His research aims to elucidate the role of vertebral structures
namely, cancellous bone and vertebral cortex, in effecting
the mechanism of failure and consequently the post-failure
response of thoracolumbar vertebra to complex loading scenarios.
He developed a novel, CT compatible, computer controlled
spinal testing device which allows for acquisition of real-time
CT images of the deforming spine. In part of a new collaborative
effort with the Mayo Clinic in Rochester, MN, his group is
evaluating the use of a Quantitative CT image based structural
analysis program to classify whether vertebrae with metastatic
defects are at a risk of premature failure. Such materials offer
the possibility of inclusion of therapeutic drugs as well as bone
enhancing agents to ameliorate the effect of the disease on
the spine. This latest effort forms the basis of a Department
of Defense Grant application entitled Computed tomography
guided protocol for prophylactic augmentation of metastatic
diseased spine using structural biopolymers. He is also investigating
the ability of MR based diffusion imaging (ADC, tensor)
to delineate the effect of age-related degeneration on the
anatomy and structure of human intervertebral discs. This
effort, supported by a grant from the Robert Mathys foundation,
Switzerland, forms the basis of an R21 application entitled
Correlation of diffusion MRI and disc biomechanics. He
contributes to the teaching of engineering subjects at Harvard
and HST Faculty at the Orthopedic Biomechanics course. Dr.
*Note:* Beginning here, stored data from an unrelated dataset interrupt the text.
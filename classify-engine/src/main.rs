//! classify - collection engine service
//!
//! Loads the bootstrap configuration, restores collections and imports,
//! seeds configured collections, and serves the event stream.

use std::net::SocketAddr;
use std::path::PathBuf;
use std::sync::Arc;

use anyhow::{Context, Result};
use clap::Parser;
use tokio::signal;
use tracing::{debug, info, warn};
use tracing_subscriber::{layer::SubscriberExt, util::SubscriberInitExt};

use classify_common::config::{load_or_default, resolve_config_path};
use classify_common::EventBus;
use classify_engine::{
    AppState, Classify, CollectionEvent, MemoryRepository, Repository, SqliteRepository,
    TypeRegistry,
};

/// Command-line arguments for classify
#[derive(Parser, Debug)]
#[command(name = "classify")]
#[command(about = "Collection engine: stage, enrich and classify imported data")]
#[command(version)]
struct Args {
    /// Bootstrap config file (overrides CLASSIFY_CONFIG)
    #[arg(short, long)]
    config: Option<PathBuf>,

    /// Port to listen on (overrides the config file)
    #[arg(short, long, env = "CLASSIFY_PORT")]
    port: Option<u16>,

    /// SQLite database file (overrides the config file)
    #[arg(short, long, env = "CLASSIFY_DATABASE")]
    database: Option<PathBuf>,
}

#[tokio::main]
async fn main() -> Result<()> {
    let args = Args::parse();

    let config_path = resolve_config_path(args.config.as_deref());
    let config = load_or_default(config_path.as_deref()).context("Failed to load configuration")?;

    // RUST_LOG wins over the configured level
    tracing_subscriber::registry()
        .with(
            tracing_subscriber::EnvFilter::try_from_default_env()
                .unwrap_or_else(|_| config.logging.level.clone().into()),
        )
        .with(tracing_subscriber::fmt::layer())
        .init();

    info!("Starting classify v{}", env!("CARGO_PKG_VERSION"));
    match &config_path {
        Some(path) => info!("Configuration: {}", path.display()),
        None => info!("Configuration: built-in defaults"),
    }

    let repository: Arc<dyn Repository> = match args.database.or(config.database_path.clone()) {
        Some(path) => {
            info!("Database: {}", path.display());
            Arc::new(
                SqliteRepository::open(&path)
                    .await
                    .context("Failed to open database")?,
            )
        }
        None => {
            warn!("No database configured, collections are kept in memory only");
            Arc::new(MemoryRepository::new())
        }
    };

    let bus: EventBus<CollectionEvent> = EventBus::new();
    if config.engine.event_log {
        let mut events = bus.subscribe();
        tokio::spawn(async move {
            while let Some(event) = events.recv().await {
                debug!(collection = %event.collection, id = %event.id, "Event {}", event.tag());
            }
        });
    }

    let classify = Arc::new(Classify::new(
        TypeRegistry::with_defaults(),
        bus,
        repository,
        config.engine.clone(),
    ));
    classify
        .restore()
        .await
        .context("Failed to restore collections")?;
    classify
        .seed_collections(&config.collections)
        .await
        .context("Failed to create configured collections")?;

    let app = classify_engine::build_router(AppState::new(Arc::clone(&classify)));

    let port = args.port.unwrap_or(config.port);
    let addr = SocketAddr::from(([127, 0, 0, 1], port));
    let listener = tokio::net::TcpListener::bind(addr)
        .await
        .context("Failed to bind to address")?;
    info!("Listening on http://{}", addr);
    info!("Event stream: http://{}/stream", addr);

    axum::serve(listener, app)
        .with_graceful_shutdown(shutdown_signal())
        .await
        .context("Server error")?;

    info!("Server shutdown complete");
    Ok(())
}

/// Graceful shutdown signal handler
async fn shutdown_signal() {
    let ctrl_c = async {
        if let Err(e) = signal::ctrl_c().await {
            warn!("Failed to listen for Ctrl+C: {}", e);
            std::future::pending::<()>().await;
        }
    };

    #[cfg(unix)]
    let terminate = async {
        match signal::unix::signal(signal::unix::SignalKind::terminate()) {
            Ok(mut stream) => {
                stream.recv().await;
            }
            Err(e) => {
                warn!("Failed to install SIGTERM handler: {}", e);
                std::future::pending::<()>().await;
            }
        }
    };

    #[cfg(not(unix))]
    let terminate = std::future::pending::<()>();

    tokio::select! {
        _ = ctrl_c => {
            info!("Received Ctrl+C, shutting down");
        },
        _ = terminate => {
            info!("Received terminate signal, shutting down");
        },
    }
}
Alkalay has similarly tutored several students from Harvard
Division of Engineering Sciences and the Bioengineering
program at Boston University, on research projects involving
both vertebral and intervertebral disc mechanics. He published
a paper entitled A biomechanical analysis of an instrumented
spinal under torsional loads (Alkalay RN, Sharpe D, Bader DL.
J of Biomech, 38(4), 865-876, 2005) and and received funding
from the Robert Mathys Foundation, Stryker Medical.
Robert Fajardo, Ph.D. was promoted to Instructor in
Orthopaedics at Harvard Medical School and had a very productive
year. He had a presentation at the ORS entitled Validation
of a micro-CT image based algorithm to estimate the structural
integrity of tissue engineered bone along with his co-workers
PN Bansal and Brian Snyder. He also had a presentation
at the annual conference for the Society for Integrative and
Comparative Biology entitled Axial postcranial skeleton in
birds: comparison of centrum bone structure in two anatids
with different pneumatic states with his co-investigators E.
Cory, ND Patel, A. Nazarian, V. Glatt V, BD Snyder and ML
Bouxsein.
On a personal note, he and his wife, Genevieve, are also
expecting their 3rd daughter in early June.
I hope this gives you some idea about the progress and
excitement that has occurred at the BIDMC Orthopaedic
Department both in clinical care, research and education. We
look forward to an even more exciting 2006-2007 academic year
and invite you to visit the Department and Laboratories.